**WORK REQUEST**: Give again, exactly as written, each line of the material below starting at the line that contains "self.add_adaptor(adaptor);" and ending at the line that contains "for adaptor in". Both ends count, and no other line does.

**INFORMATION SUPPLIED**:
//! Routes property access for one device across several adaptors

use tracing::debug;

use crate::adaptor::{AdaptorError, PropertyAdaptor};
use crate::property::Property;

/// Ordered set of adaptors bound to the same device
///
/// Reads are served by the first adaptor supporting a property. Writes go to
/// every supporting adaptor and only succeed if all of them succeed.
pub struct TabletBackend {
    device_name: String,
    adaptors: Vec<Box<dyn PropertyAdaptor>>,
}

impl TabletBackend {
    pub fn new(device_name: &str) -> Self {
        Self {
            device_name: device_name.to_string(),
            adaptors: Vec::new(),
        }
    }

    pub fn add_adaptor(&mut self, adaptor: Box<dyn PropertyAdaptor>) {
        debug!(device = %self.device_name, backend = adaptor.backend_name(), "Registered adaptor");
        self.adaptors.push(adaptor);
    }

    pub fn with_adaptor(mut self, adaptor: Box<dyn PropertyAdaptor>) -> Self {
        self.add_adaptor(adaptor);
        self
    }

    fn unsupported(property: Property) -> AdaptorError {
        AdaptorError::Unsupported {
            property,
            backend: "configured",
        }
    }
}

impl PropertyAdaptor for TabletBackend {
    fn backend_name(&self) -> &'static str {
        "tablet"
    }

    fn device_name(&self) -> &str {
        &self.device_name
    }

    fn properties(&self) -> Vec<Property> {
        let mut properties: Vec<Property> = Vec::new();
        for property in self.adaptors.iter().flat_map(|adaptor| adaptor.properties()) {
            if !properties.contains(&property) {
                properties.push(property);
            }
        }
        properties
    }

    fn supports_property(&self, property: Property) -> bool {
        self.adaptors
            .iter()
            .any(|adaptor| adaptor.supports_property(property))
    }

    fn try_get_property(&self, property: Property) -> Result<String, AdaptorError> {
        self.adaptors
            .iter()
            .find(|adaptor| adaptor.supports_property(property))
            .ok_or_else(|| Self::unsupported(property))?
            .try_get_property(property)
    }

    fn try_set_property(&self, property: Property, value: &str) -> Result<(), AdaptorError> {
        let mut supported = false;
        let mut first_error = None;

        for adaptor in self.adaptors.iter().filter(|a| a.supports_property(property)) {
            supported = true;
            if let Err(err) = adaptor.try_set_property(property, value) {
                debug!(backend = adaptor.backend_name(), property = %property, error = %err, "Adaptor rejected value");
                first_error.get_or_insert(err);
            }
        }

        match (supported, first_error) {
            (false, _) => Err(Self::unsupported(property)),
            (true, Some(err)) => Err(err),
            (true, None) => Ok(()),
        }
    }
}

**EXPECTED OUTPUT**:
        self.add_adaptor(adaptor);
        self
    }

    fn unsupported(property: Property) -> AdaptorError {
        AdaptorError::Unsupported {
            property,
            backend: "configured",
        }
    }
}

impl PropertyAdaptor for TabletBackend {
    fn backend_name(&self) -> &'static str {
        "tablet"
    }

    fn device_name(&self) -> &str {
        &self.device_name
    }

    fn properties(&self) -> Vec<Property> {
        let mut properties: Vec<Property> = Vec::new();
        for property in self.adaptors.iter().flat_map(|adaptor| adaptor.properties()) {
            if !properties.contains(&property) {
                properties.push(property);
            }
        }
        properties
    }

    fn supports_property(&self, property: Property) -> bool {
        self.adaptors
            .iter()
            .any(|adaptor| adaptor.supports_property(property))
    }

    fn try_get_property(&self, property: Property) -> Result<String, AdaptorError> {
        self.adaptors
            .iter()
            .find(|adaptor| adaptor.supports_property(property))
            .ok_or_else(|| Self::unsupported(property))?
            .try_get_property(property)
    }

    fn try_set_property(&self, property: Property, value: &str) -> Result<(), AdaptorError> {
        let mut supported = false;
        let mut first_error = None;

        for adaptor in self.adaptors.iter().filter(|a| a.supports_property(property)) {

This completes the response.